§ Task requirements: Each line of the material that includes the string "crate" counts once; report the total and nothing further.

§ Data supplied:
<<<<

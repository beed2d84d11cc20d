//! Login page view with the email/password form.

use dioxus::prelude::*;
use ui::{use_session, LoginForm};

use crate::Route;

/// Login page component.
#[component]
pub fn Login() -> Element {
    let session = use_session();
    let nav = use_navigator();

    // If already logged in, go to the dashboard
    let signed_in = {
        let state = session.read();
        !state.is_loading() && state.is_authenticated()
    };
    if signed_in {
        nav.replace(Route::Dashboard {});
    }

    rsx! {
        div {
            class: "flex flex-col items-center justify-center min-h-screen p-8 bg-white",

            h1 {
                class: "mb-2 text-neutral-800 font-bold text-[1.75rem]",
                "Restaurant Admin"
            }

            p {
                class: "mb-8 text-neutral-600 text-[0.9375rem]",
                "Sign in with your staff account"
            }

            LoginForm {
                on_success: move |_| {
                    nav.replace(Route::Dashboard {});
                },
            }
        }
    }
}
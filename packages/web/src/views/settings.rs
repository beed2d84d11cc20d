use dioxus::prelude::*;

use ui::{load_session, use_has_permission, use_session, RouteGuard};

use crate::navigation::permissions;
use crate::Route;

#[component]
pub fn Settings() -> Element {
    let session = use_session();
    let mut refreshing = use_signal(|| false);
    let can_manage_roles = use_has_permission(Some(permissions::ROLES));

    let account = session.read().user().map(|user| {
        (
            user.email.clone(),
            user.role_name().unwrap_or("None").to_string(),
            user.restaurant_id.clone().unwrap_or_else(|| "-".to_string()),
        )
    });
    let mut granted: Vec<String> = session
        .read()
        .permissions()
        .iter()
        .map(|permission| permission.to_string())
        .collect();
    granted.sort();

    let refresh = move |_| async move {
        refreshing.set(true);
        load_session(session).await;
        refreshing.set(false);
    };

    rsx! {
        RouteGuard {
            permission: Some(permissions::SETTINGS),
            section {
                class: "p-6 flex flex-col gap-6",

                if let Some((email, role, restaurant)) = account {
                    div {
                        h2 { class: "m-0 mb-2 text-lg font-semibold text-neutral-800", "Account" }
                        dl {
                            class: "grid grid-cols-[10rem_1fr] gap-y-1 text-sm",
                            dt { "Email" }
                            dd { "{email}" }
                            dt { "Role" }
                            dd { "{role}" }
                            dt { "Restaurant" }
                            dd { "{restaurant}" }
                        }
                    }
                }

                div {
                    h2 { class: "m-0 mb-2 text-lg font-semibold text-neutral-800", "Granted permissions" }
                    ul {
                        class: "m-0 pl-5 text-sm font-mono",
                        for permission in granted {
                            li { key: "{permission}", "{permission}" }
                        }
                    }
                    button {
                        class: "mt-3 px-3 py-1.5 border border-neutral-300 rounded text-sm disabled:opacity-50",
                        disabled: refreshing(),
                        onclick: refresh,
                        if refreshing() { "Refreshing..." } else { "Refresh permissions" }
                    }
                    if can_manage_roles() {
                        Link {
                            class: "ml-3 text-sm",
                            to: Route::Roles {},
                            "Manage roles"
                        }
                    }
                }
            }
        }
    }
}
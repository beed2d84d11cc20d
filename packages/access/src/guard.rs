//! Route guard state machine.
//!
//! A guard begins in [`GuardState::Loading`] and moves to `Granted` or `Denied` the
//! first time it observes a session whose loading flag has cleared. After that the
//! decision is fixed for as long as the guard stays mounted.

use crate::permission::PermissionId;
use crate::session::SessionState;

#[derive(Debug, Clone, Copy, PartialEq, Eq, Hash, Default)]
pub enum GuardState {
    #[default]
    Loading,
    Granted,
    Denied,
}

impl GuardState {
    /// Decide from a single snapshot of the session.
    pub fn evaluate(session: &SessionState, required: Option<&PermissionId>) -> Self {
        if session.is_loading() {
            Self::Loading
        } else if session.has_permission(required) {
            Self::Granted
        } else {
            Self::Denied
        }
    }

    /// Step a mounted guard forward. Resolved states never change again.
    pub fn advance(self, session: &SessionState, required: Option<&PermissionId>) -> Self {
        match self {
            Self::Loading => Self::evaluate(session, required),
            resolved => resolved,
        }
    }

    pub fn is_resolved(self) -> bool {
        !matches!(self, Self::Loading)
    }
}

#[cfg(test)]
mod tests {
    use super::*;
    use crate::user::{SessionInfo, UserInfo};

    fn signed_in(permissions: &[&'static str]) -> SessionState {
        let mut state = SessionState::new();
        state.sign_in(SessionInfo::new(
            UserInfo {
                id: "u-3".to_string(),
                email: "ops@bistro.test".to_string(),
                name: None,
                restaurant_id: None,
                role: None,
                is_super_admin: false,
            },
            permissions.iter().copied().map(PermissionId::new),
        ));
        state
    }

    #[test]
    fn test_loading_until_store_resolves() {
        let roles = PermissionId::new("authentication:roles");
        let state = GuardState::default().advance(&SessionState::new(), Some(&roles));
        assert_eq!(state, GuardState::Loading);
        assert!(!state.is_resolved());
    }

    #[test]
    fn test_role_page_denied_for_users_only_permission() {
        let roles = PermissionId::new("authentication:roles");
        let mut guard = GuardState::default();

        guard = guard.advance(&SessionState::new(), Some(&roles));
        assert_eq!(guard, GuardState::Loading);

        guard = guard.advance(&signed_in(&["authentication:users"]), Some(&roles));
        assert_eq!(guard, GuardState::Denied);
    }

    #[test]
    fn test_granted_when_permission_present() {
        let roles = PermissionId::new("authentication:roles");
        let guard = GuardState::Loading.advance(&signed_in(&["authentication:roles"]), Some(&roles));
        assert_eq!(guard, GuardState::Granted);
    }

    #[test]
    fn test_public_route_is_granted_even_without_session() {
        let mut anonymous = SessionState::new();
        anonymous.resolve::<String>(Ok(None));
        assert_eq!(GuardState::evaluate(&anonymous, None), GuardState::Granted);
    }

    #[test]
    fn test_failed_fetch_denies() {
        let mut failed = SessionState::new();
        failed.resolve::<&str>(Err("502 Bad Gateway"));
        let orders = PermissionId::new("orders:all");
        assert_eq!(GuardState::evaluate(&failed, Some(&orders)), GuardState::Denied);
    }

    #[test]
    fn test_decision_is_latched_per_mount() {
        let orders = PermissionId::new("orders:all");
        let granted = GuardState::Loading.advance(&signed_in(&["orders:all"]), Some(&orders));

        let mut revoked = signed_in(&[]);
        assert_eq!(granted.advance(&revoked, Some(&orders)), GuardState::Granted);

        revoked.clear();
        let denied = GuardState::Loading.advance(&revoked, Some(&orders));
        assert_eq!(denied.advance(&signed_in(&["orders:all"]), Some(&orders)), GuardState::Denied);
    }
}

>>>>

§ Answer area: 6